J. Brandts (Aachen)1, C. Stevens (London)2, J. Smith (London)3, M. Moreno Morales (London)3, B. Fotios (London)4, L. Janani (London)3, G. Kiru (London)3, N. Kaza (London)3, V. Cornelius (London)3, N. Poulter (London)5, K. Khunti (Leicester)6, J. McEvoy (Galway)7, A. Zambon (Padova)8, J. Lopez-Sendon (Madrid)9, D. Conolly (Birmingham)10, L. Hazell (London)3, K. Ray (London)11
1Uniklinik RWTH Aachen Med.

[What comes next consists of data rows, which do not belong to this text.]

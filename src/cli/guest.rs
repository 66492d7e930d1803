//! Guest CLI commands
//!
//! Implements CLI commands for the guest list, including RSVP tracking and
//! CSV import.

use std::fs::File;
use std::io::BufReader;
use std::path::PathBuf;

use clap::Subcommand;

use crate::display::{format_guest_details, format_guest_list, format_guest_stats};
use crate::error::{WedplanError, WedplanResult};
use crate::models::{GuestRelation, RsvpStatus, Side};
use crate::planning::GuestFilter;
use crate::services::{CreateGuestInput, GuestService, GuestUpdate, ImportService};
use crate::storage::Storage;

/// Guest subcommands
#[derive(Subcommand)]
pub enum GuestCommands {
    /// List guests, sorted by last name
    List {
        /// Filter: all, confirmed, pending, declined
        #[arg(short, long, default_value = "all")]
        filter: GuestFilter,
        /// Only guests whose name or email contains this text
        #[arg(short, long)]
        search: Option<String>,
    },
    /// Show RSVP counts
    Stats,
    /// Add a guest
    Add {
        /// First name
        first_name: String,
        /// Last name
        last_name: String,
        /// Email address
        #[arg(short, long)]
        email: Option<String>,
        /// Phone number
        #[arg(short, long)]
        phone: Option<String>,
        /// Relation: family, friend, coworker, partner_family, partner_friend, other
        #[arg(short, long, default_value = "other")]
        relation: GuestRelation,
        /// Side: partner1, partner2, both
        #[arg(long, default_value = "both")]
        side: Side,
        /// Invite with a plus-one
        #[arg(long)]
        plus_one: bool,
        /// Notes
        #[arg(short, long)]
        notes: Option<String>,
    },
    /// Show guest details
    Show {
        /// Guest name, RSVP code or ID
        guest: String,
    },
    /// Edit a guest
    Edit {
        /// Guest name, RSVP code or ID
        guest: String,
        /// New first name
        #[arg(long)]
        first_name: Option<String>,
        /// New last name
        #[arg(long)]
        last_name: Option<String>,
        /// Email address (empty to clear)
        #[arg(short, long)]
        email: Option<String>,
        /// Phone number (empty to clear)
        #[arg(short, long)]
        phone: Option<String>,
        /// Relation
        #[arg(short, long)]
        relation: Option<GuestRelation>,
        /// Side
        #[arg(long)]
        side: Option<Side>,
        /// Whether the guest may bring a plus-one
        #[arg(long)]
        plus_one: Option<bool>,
        /// Plus-one's name (empty to clear)
        #[arg(long)]
        plus_one_name: Option<String>,
        /// Meal choice (empty to clear)
        #[arg(long)]
        meal: Option<String>,
        /// Dietary restrictions (empty to clear)
        #[arg(long)]
        dietary: Option<String>,
        /// Notes (empty to clear)
        #[arg(short, long)]
        notes: Option<String>,
    },
    /// Set a guest's RSVP status
    Rsvp {
        /// Guest name, RSVP code or ID
        guest: String,
        /// Status: pending, invited, confirmed, declined, maybe
        status: RsvpStatus,
    },
    /// Remove a guest
    Remove {
        /// Guest name, RSVP code or ID
        guest: String,
    },
    /// Import guests from a CSV file
    ///
    /// Expected columns: first_name, last_name, email, relation, side, plus_one
    Import {
        /// Path to the CSV file
        file: PathBuf,
    },
}

/// Handle a guest command
pub fn handle_guest_command(storage: &Storage, cmd: GuestCommands) -> WedplanResult<()> {
    let service = GuestService::new(storage);

    match cmd {
        GuestCommands::List { filter, search } => {
            let guests = service.list(filter, search.as_deref().unwrap_or(""))?;
            print!("{}", format_guest_list(&guests));
        }

        GuestCommands::Stats => {
            let stats = service.stats()?;
            print!("{}", format_guest_stats(&stats));
        }

        GuestCommands::Add {
            first_name,
            last_name,
            email,
            phone,
            relation,
            side,
            plus_one,
            notes,
        } => {
            let guest = service.add(CreateGuestInput {
                first_name,
                last_name,
                email,
                phone,
                relation,
                side,
                plus_one_allowed: plus_one,
                notes,
            })?;
            println!("Added guest: {}", guest.full_name());
            println!("  RSVP code: {}", guest.rsvp_code);
            println!("  ID:        {}", guest.id);
        }

        GuestCommands::Show { guest } => {
            let guest = service
                .find(&guest)?
                .ok_or_else(|| WedplanError::guest_not_found(&guest))?;
            print!("{}", format_guest_details(&guest));
        }

        GuestCommands::Edit {
            guest,
            first_name,
            last_name,
            email,
            phone,
            relation,
            side,
            plus_one,
            plus_one_name,
            meal,
            dietary,
            notes,
        } => {
            let update = GuestUpdate {
                first_name,
                last_name,
                email,
                phone,
                relation,
                side,
                plus_one_allowed: plus_one,
                plus_one_name,
                meal_choice: meal,
                dietary_restrictions: dietary,
                notes,
            };
            let guest = service.edit(&guest, update)?;
            println!("Updated guest: {}", guest.full_name());
        }

        GuestCommands::Rsvp { guest, status } => {
            let guest = service.set_rsvp(&guest, status)?;
            println!("{}: {}", guest.full_name(), guest.rsvp_status);
        }

        GuestCommands::Remove { guest } => {
            let guest = service.remove(&guest)?;
            println!("Removed guest: {}", guest.full_name());
        }

        GuestCommands::Import { file } => {
            let reader = File::open(&file).map_err(|e| {
                WedplanError::Import(format!("Failed to open {}: {}", file.display(), e))
            })?;
            let result = ImportService::new(storage).import_guests(BufReader::new(reader))?;

            println!("Guest import from {}", file.display());
            println!("{}", "=".repeat(40));
            println!("  Imported:            {}", result.imported);
            println!("  Duplicates (skip):   {}", result.duplicates_skipped);
            println!("  Errors:              {}", result.errors);
            for (row, message) in &result.error_messages {
                println!("    row {}: {}", row, message);
            }
        }
    }

    Ok(())
}
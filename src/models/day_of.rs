//! Day-of schedule events

use chrono::{DateTime, NaiveTime, Utc};
use serde::{Deserialize, Serialize};
use std::fmt;

use super::ids::EventId;

/// Something happening on the wedding day, at a time of day
#[derive(Debug, Clone, Serialize, Deserialize)]
pub struct DayOfEvent {
    pub id: EventId,

    pub title: String,

    pub start_time: NaiveTime,

    #[serde(default)]
    pub end_time: Option<NaiveTime>,

    #[serde(default)]
    pub duration_minutes: Option<u32>,

    #[serde(default)]
    pub location: Option<String>,

    #[serde(default)]
    pub description: Option<String>,

    /// Person or vendor responsible
    #[serde(default)]
    pub assigned_to: Option<String>,

    pub created_at: DateTime<Utc>,

    pub updated_at: DateTime<Utc>,
}

impl DayOfEvent {
    pub fn new(title: impl Into<String>, start_time: NaiveTime) -> Self {
        let now = Utc::now();
        Self {
            id: EventId::new(),
            title: title.into(),
            start_time,
            end_time: None,
            duration_minutes: None,
            location: None,
            description: None,
            assigned_to: None,
            created_at: now,
            updated_at: now,
        }
    }

    /// "3:00 PM" or "3:00 PM - 3:30 PM"
    pub fn time_range(&self) -> String {
        match self.end_time {
            Some(end) => format!("{} - {}", format_time(self.start_time), format_time(end)),
            None => format_time(self.start_time),
        }
    }

    pub fn validate(&self) -> Result<(), DayOfValidationError> {
        if self.title.trim().is_empty() {
            return Err(DayOfValidationError::EmptyTitle);
        }

        if let Some(end) = self.end_time {
            if end < self.start_time {
                return Err(DayOfValidationError::EndBeforeStart);
            }
        }

        Ok(())
    }
}

/// Parse an `HH:MM` time of day
pub fn parse_time(s: &str) -> Result<NaiveTime, DayOfValidationError> {
    NaiveTime::parse_from_str(s.trim(), "%H:%M")
        .map_err(|_| DayOfValidationError::InvalidTime(s.to_string()))
}

/// 12-hour clock, e.g. `5:30 PM`
pub fn format_time(time: NaiveTime) -> String {
    time.format("%-I:%M %p").to_string()
}

impl fmt::Display for DayOfEvent {
    fn fmt(&self, f: &mut fmt::Formatter<'_>) -> fmt::Result {
        write!(f, "{} {}", format_time(self.start_time), self.title)
    }
}

#[derive(Debug, Clone, PartialEq, Eq)]
pub enum DayOfValidationError {
    EmptyTitle,
    EndBeforeStart,
    InvalidTime(String),
}

impl fmt::Display for DayOfValidationError {
    fn fmt(&self, f: &mut fmt::Formatter<'_>) -> fmt::Result {
        match self {
            Self::EmptyTitle => write!(f, "Event title cannot be empty"),
            Self::EndBeforeStart => write!(f, "End time cannot be before the start time"),
            Self::InvalidTime(s) => write!(f, "Invalid time '{}': expected HH:MM", s),
        }
    }
}

impl std::error::Error for DayOfValidationError {}

#[cfg(test)]
mod tests {
    use super::*;

    #[test]
    fn test_parse_and_format() {
        let t = parse_time("17:30").unwrap();
        assert_eq!(format_time(t), "5:30 PM");
        assert_eq!(format_time(parse_time("09:05").unwrap()), "9:05 AM");
        assert!(parse_time("25:00").is_err());
        assert!(parse_time("noon").is_err());
    }

    #[test]
    fn test_time_range() {
        let mut event = DayOfEvent::new("First Look", parse_time("15:00").unwrap());
        assert_eq!(event.time_range(), "3:00 PM");
        event.end_time = Some(parse_time("15:30").unwrap());
        assert_eq!(event.time_range(), "3:00 PM - 3:30 PM");
    }

    #[test]
    fn test_validation() {
        let mut event = DayOfEvent::new("Ceremony", parse_time("17:00").unwrap());
        event.end_time = Some(parse_time("16:00").unwrap());
        assert_eq!(event.validate(), Err(DayOfValidationError::EndBeforeStart));
    }
}
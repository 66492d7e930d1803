//! Wedding profile storage
//!
//! There is at most one wedding, stored in wedding.json (`null` until
//! onboarding has run).

use std::path::PathBuf;
use std::sync::RwLock;

use crate::error::WedplanError;
use crate::models::Wedding;

use super::file_io::{read_json, write_json_atomic};

pub struct WeddingRepository {
    path: PathBuf,
    data: RwLock<Option<Wedding>>,
}

impl WeddingRepository {
    pub fn new(path: PathBuf) -> Self {
        Self {
            path,
            data: RwLock::new(None),
        }
    }

    pub fn load(&self) -> Result<(), WedplanError> {
        let wedding: Option<Wedding> = read_json(&self.path)?;
        let mut data = self
            .data
            .write()
            .map_err(|e| WedplanError::Storage(format!("Failed to acquire write lock: {}", e)))?;
        *data = wedding;
        Ok(())
    }

    pub fn save(&self) -> Result<(), WedplanError> {
        let data = self
            .data
            .read()
            .map_err(|e| WedplanError::Storage(format!("Failed to acquire read lock: {}", e)))?;
        write_json_atomic(&self.path, &*data)
    }

    pub fn get(&self) -> Result<Option<Wedding>, WedplanError> {
        let data = self
            .data
            .read()
            .map_err(|e| WedplanError::Storage(format!("Failed to acquire read lock: {}", e)))?;
        Ok(data.clone())
    }

    /// The wedding, or `NotInitialized` if onboarding hasn't run
    pub fn require(&self) -> Result<Wedding, WedplanError> {
        self.get()?.ok_or(WedplanError::NotInitialized)
    }

    pub fn set(&self, wedding: Wedding) -> Result<(), WedplanError> {
        let mut data = self
            .data
            .write()
            .map_err(|e| WedplanError::Storage(format!("Failed to acquire write lock: {}", e)))?;
        *data = Some(wedding);
        Ok(())
    }
}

Klinik I - Kardiologie, Angiologie und Internistische Intensivmedizin Aachen, Deutschland; 2Imperial College London Department of Primary Care and Public Health, School of Public Health, London, Großbritannien; 3Imperial College London Imperial Clinical Trials Unit, School of Public Health London, Großbritannien; 4Imperial College London Department of Primary Care and Public Health, School of Public Health, London, Großbritannien; 5Imperial College London National Heart & Lung Institute London, Großbritannien; 6University of Leicester Diabetes Research Centre Leicester, Großbritannien; 7University of Galway National Institute for Preventive Cardiology Galway, Irland; 8University of Padova Department of Medicine I Padova, Italien; 9Hospital La Paz Institute for Health Research (IdiPAZ) Madrid, Spanien; 10The Midland Metropolitan University Hospital Department of Cardiology Birmingham, Großbritannien; 11Imperial College London Public Health and Primary Care London, Großbritannien
Background:
Despite guideline emphasis on rapid LDL-C lowering after acute coronary syndrome (ACS), lipid-lowering therapy (LLT) in routine care frequently follows a sequential, stepwise approach, delaying initiation of combination therapy and achievement of LDL-C targets. Digital decision support systems (DSS) have the potential to facilitate treatment intensification by integrating patient data and individualised benefit estimates into clinical decision-making. We evaluated whether the availability of a DSS could modify LLT prescribing patterns compared with standard-of-care (SoC).
Methods:
This pragmatic, multinational, cluster-randomised controlled trial enrolled patients hospitalised for ACS at 42 sites in the United Kingdom, Italy, and Spain. Hospitals were randomised 1:1 to mandatory DSS use (providing estimates of recurrent cardiovascular event risk and expected benefit from different LLT scenarios, while leaving treatment decisions to the physician) or to SoC. The primary endpoint was the proportion of patients receiving intensified monotherapy or initiated/escalated combination LLT by week 16 compared to pre-admission LLT; secondary endpoints included individual components of the primary endpoint, proportions at goal (LDL-C<1.4mmol/L), and timing of LLT escalations.
Results:
A total of 1139 participants, 79% male, median age 62 years (IQR: 55, 69), 84% without prior CVD, 69% LLT-naïve at admission, median admission LDL-C 3.0 mmol/L (IQR: 2.46, 3.75) were enrolled. The primary endpoint was met in 71.7% (DSS) vs 65.7% (SoC), risk ratio (RR) 1.11 (95%CI:0.92-1.33, p=0.29). Intensification of monotherapy occurred in 9.0% vs 13.1% (RR:0.68, 95%CI:0.46-1.00), combination LLT in 61.6% vs 50.6% (RR:1.35, 95%CI:0.93-1.98). LDL-C goal achievement was 54.8% vs 50.3% (RR 1.06, 95%CI: 0.88-1.28), with LLT escalation before discharge in 64.8% vs 60.7%.
Conclusions:
Mandatory DSS access did not significantly improve LLT intensification or LDL-C goal attainment at 16 weeks post-ACS. However, trends toward earlier and more frequent combination LLT suggest that DSS-assisted care may promote more guideline-concordant prescribing, warranting confirmation in larger and longer-term studies.